(Saved entries)

-------

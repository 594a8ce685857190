//! This module contains the placer, the code that assigns X coordinates to
//! all of the vertices of the layered graph. The Y coordinates only depend on
//! the rank and are assigned by the layout.

use crate::adt::base_graph::BaseGraph;
use crate::core::base::VertexId;

mod align_down;
mod center_up;
mod verifier;

pub mod place;
pub mod xcoord;
pub use place::Placer;
pub use xcoord::{LayoutFrame, XCoord};

/// \returns True if \p v is a parentless person with a single relationship.
/// Such a person married into the family and is free to follow its partner.
pub(crate) fn is_married_in(graph: &BaseGraph, v: VertexId) -> bool {
    graph.is_person(v)
        && graph.predecessors(v).is_empty()
        && graph.relationships_of(v).len() == 1
}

-------

# BRIEF
Output the complete set of records word for word.

# ANSWER BELOW
repository 594a8ce685857190
//! This module contains the placer, the code that assigns X coordinates to
//! all of the vertices of the layered graph. The Y coordinates only depend on
//! the rank and are assigned by the layout.

use crate::adt::base_graph::BaseGraph;
use crate::core::base::VertexId;

mod align_down;
mod center_up;
mod verifier;

pub mod place;
pub mod xcoord;
pub use place::Placer;
pub use xcoord::{LayoutFrame, XCoord};

/// \returns True if \p v is a parentless person with a single relationship.
/// Such a person married into the family and is free to follow its partner.
pub(crate) fn is_married_in(graph: &BaseGraph, v: VertexId) -> bool {
    graph.is_person(v)
        && graph.predecessors(v).is_empty()
        && graph.relationships_of(v).len() == 1
}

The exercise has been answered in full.